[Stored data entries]

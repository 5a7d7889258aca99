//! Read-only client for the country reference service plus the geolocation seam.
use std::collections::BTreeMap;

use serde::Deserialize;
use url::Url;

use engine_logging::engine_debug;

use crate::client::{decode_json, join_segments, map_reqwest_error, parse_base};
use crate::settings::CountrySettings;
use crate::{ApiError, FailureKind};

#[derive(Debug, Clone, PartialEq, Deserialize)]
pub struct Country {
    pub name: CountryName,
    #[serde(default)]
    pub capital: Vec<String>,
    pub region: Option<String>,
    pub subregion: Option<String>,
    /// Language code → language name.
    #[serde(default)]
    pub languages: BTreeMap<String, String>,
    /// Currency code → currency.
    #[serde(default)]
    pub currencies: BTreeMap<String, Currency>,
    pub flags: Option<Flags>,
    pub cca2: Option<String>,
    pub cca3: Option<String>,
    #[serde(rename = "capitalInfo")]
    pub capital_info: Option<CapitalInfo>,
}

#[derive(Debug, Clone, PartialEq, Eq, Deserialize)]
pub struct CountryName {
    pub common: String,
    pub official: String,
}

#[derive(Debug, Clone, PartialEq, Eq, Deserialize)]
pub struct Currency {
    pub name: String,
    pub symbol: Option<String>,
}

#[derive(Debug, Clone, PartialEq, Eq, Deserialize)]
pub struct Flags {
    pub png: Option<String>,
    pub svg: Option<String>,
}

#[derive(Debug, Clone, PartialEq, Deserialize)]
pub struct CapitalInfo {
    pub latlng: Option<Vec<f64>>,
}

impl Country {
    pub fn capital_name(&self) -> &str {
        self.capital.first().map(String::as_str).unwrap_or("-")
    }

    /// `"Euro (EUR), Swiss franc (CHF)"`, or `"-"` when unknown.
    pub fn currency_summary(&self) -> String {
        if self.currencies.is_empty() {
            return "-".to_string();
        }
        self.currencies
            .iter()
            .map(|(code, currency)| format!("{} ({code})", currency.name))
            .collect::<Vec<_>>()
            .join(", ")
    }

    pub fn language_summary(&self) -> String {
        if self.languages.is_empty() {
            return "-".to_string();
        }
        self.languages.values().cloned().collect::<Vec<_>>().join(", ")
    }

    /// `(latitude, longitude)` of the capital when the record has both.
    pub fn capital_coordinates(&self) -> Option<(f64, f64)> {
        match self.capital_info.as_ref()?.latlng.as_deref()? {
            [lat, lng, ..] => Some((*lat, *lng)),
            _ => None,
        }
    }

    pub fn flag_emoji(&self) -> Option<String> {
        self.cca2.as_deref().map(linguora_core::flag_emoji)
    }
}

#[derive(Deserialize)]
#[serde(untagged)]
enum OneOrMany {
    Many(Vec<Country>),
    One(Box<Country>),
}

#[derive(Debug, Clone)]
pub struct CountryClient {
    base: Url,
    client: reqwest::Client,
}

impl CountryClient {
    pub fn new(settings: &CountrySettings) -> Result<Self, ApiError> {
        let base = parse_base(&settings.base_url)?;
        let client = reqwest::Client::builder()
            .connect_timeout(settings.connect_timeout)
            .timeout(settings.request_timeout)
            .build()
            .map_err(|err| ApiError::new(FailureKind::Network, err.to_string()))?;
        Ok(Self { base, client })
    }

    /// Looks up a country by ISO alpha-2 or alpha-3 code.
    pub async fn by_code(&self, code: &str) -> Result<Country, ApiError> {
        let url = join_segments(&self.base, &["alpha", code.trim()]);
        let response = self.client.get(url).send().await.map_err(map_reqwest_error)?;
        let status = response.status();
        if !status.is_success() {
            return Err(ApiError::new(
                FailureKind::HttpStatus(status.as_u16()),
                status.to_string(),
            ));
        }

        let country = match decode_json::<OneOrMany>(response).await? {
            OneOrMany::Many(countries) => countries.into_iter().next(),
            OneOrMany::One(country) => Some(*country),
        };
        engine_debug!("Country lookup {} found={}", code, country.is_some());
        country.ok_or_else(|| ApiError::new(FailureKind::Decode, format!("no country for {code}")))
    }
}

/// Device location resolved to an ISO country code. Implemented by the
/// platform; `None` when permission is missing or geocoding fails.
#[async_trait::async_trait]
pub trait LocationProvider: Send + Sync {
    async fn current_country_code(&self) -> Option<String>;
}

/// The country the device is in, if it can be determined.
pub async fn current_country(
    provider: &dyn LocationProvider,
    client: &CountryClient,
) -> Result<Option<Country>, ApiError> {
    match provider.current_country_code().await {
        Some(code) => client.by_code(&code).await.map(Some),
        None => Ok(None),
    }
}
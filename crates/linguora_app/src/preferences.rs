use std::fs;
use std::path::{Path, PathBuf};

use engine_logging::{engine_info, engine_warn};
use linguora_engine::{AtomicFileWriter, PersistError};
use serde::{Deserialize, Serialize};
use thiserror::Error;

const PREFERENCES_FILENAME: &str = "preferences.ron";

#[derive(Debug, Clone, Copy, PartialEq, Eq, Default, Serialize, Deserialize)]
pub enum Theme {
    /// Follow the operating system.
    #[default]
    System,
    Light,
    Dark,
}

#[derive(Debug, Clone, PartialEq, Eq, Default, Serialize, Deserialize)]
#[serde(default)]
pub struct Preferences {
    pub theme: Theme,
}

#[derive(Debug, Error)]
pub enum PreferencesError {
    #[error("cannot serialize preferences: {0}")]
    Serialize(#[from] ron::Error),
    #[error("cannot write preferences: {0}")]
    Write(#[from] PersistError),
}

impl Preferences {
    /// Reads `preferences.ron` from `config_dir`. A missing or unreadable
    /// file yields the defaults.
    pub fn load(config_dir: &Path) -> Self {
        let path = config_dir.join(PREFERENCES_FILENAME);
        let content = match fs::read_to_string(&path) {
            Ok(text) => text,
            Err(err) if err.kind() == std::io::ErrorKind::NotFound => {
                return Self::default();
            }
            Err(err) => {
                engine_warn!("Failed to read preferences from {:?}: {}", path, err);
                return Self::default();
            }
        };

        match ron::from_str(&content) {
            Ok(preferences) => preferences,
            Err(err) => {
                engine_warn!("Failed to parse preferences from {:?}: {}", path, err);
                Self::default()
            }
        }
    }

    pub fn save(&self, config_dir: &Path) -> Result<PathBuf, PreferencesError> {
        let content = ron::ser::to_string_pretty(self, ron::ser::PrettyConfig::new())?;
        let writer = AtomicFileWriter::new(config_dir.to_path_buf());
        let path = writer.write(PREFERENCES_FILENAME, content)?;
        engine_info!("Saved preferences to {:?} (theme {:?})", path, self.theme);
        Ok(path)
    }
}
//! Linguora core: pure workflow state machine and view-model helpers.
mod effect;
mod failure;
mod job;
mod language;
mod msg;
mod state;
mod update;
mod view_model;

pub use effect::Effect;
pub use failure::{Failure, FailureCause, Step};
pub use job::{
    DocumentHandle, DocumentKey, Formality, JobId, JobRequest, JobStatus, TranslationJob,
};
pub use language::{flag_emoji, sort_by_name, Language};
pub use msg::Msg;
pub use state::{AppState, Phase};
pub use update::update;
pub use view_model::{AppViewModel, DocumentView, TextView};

▸ **Description of the task**:
Each line of the data is to be retyped exactly.

▸ **Response area**:
repository 5a7d7889258aca99
//! Read-only client for the country reference service plus the geolocation seam.
use std::collections::BTreeMap;

use serde::Deserialize;
use url::Url;

use engine_logging::engine_debug;

use crate::client::{decode_json, join_segments, map_reqwest_error, parse_base};
use crate::settings::CountrySettings;
use crate::{ApiError, FailureKind};

#[derive(Debug, Clone, PartialEq, Deserialize)]
pub struct Country {
    pub name: CountryName,
    #[serde(default)]
    pub capital: Vec<String>,
    pub region: Option<String>,
    pub subregion: Option<String>,
    /// Language code → language name.
    #[serde(default)]
    pub languages: BTreeMap<String, String>,
    /// Currency code → currency.
    #[serde(default)]
    pub currencies: BTreeMap<String, Currency>,
    pub flags: Option<Flags>,
    pub cca2: Option<String>,
    pub cca3: Option<String>,
    #[serde(rename = "capitalInfo")]
    pub capital_info: Option<CapitalInfo>,
}

#[derive(Debug, Clone, PartialEq, Eq, Deserialize)]
pub struct CountryName {
    pub common: String,
    pub official: String,
}

#[derive(Debug, Clone, PartialEq, Eq, Deserialize)]
pub struct Currency {
    pub name: String,
    pub symbol: Option<String>,
}

#[derive(Debug, Clone, PartialEq, Eq, Deserialize)]
pub struct Flags {
    pub png: Option<String>,
    pub svg: Option<String>,
}

#[derive(Debug, Clone, PartialEq, Deserialize)]
pub struct CapitalInfo {
    pub latlng: Option<Vec<f64>>,
}

impl Country {
    pub fn capital_name(&self) -> &str {
        self.capital.first().map(String::as_str).unwrap_or("-")
    }

    /// `"Euro (EUR), Swiss franc (CHF)"`, or `"-"` when unknown.
    pub fn currency_summary(&self) -> String {
        if self.currencies.is_empty() {
            return "-".to_string();
        }
        self.currencies
            .iter()
            .map(|(code, currency)| format!("{} ({code})", currency.name))
            .collect::<Vec<_>>()
            .join(", ")
    }

    pub fn language_summary(&self) -> String {
        if self.languages.is_empty() {
            return "-".to_string();
        }
        self.languages.values().cloned().collect::<Vec<_>>().join(", ")
    }

    /// `(latitude, longitude)` of the capital when the record has both.
    pub fn capital_coordinates(&self) -> Option<(f64, f64)> {
        match self.capital_info.as_ref()?.latlng.as_deref()? {
            [lat, lng, ..] => Some((*lat, *lng)),
            _ => None,
        }
    }

    pub fn flag_emoji(&self) -> Option<String> {
        self.cca2.as_deref().map(linguora_core::flag_emoji)
    }
}

#[derive(Deserialize)]
#[serde(untagged)]
enum OneOrMany {
    Many(Vec<Country>),
    One(Box<Country>),
}

#[derive(Debug, Clone)]
pub struct CountryClient {
    base: Url,
    client: reqwest::Client,
}

impl CountryClient {
    pub fn new(settings: &CountrySettings) -> Result<Self, ApiError> {
        let base = parse_base(&settings.base_url)?;
        let client = reqwest::Client::builder()
            .connect_timeout(settings.connect_timeout)
            .timeout(settings.request_timeout)
            .build()
            .map_err(|err| ApiError::new(FailureKind::Network, err.to_string()))?;
        Ok(Self { base, client })
    }

    /// Looks up a country by ISO alpha-2 or alpha-3 code.
    pub async fn by_code(&self, code: &str) -> Result<Country, ApiError> {
        let url = join_segments(&self.base, &["alpha", code.trim()]);
        let response = self.client.get(url).send().await.map_err(map_reqwest_error)?;
        let status = response.status();
        if !status.is_success() {
            return Err(ApiError::new(
                FailureKind::HttpStatus(status.as_u16()),
                status.to_string(),
            ));
        }

        let country = match decode_json::<OneOrMany>(response).await? {
            OneOrMany::Many(countries) => countries.into_iter().next(),
            OneOrMany::One(country) => Some(*country),
        };
        engine_debug!("Country lookup {} found={}", code, country.is_some());
        country.ok_or_else(|| ApiError::new(FailureKind::Decode, format!("no country for {code}")))
    }
}

/// Device location resolved to an ISO country code. Implemented by the
/// platform; `None` when permission is missing or geocoding fails.
#[async_trait::async_trait]
pub trait LocationProvider: Send + Sync {
    async fn current_country_code(&self) -> Option<String>;
}

/// The country the device is in, if it can be determined.
pub async fn current_country(
    provider: &dyn LocationProvider,
    client: &CountryClient,
) -> Result<Option<Country>, ApiError> {
    match provider.current_country_code().await {
        Some(code) => client.by_code(&code).await.map(Some),
        None => Ok(None),
    }
}
filename crates/linguora_app/src/preferences.rs
use std::fs;
use std::path::{Path, PathBuf};

use engine_logging::{engine_info, engine_warn};
use linguora_engine::{AtomicFileWriter, PersistError};
use serde::{Deserialize, Serialize};
use thiserror::Error;

const PREFERENCES_FILENAME: &str = "preferences.ron";

#[derive(Debug, Clone, Copy, PartialEq, Eq, Default, Serialize, Deserialize)]
pub enum Theme {
    /// Follow the operating system.
    #[default]
    System,
    Light,
    Dark,
}

#[derive(Debug, Clone, PartialEq, Eq, Default, Serialize, Deserialize)]
#[serde(default)]
pub struct Preferences {
    pub theme: Theme,
}

#[derive(Debug, Error)]
pub enum PreferencesError {
    #[error("cannot serialize preferences: {0}")]
    Serialize(#[from] ron::Error),
    #[error("cannot write preferences: {0}")]
    Write(#[from] PersistError),
}

impl Preferences {
    /// Reads `preferences.ron` from `config_dir`. A missing or unreadable
    /// file yields the defaults.
    pub fn load(config_dir: &Path) -> Self {
        let path = config_dir.join(PREFERENCES_FILENAME);
        let content = match fs::read_to_string(&path) {
            Ok(text) => text,
            Err(err) if err.kind() == std::io::ErrorKind::NotFound => {
                return Self::default();
            }
            Err(err) => {
                engine_warn!("Failed to read preferences from {:?}: {}", path, err);
                return Self::default();
            }
        };

        match ron::from_str(&content) {
            Ok(preferences) => preferences,
            Err(err) => {
                engine_warn!("Failed to parse preferences from {:?}: {}", path, err);
                Self::default()
            }
        }
    }

    pub fn save(&self, config_dir: &Path) -> Result<PathBuf, PreferencesError> {
        let content = ron::ser::to_string_pretty(self, ron::ser::PrettyConfig::new())?;
        let writer = AtomicFileWriter::new(config_dir.to_path_buf());
        let path = writer.write(PREFERENCES_FILENAME, content)?;
        engine_info!("Saved preferences to {:?} (theme {:?})", path, self.theme);
        Ok(path)
    }
}
//! Linguora core: pure workflow state machine and view-model helpers.
mod effect;
mod failure;
mod job;
mod language;
mod msg;
mod state;
mod update;
mod view_model;

pub use effect::Effect;
pub use failure::{Failure, FailureCause, Step};
pub use job::{
    DocumentHandle, DocumentKey, Formality, JobId, JobRequest, JobStatus, TranslationJob,
};
pub use language::{flag_emoji, sort_by_name, Language};
pub use msg::Msg;
pub use state::{AppState, Phase};
pub use update::update;
pub use view_model::{AppViewModel, DocumentView, TextView};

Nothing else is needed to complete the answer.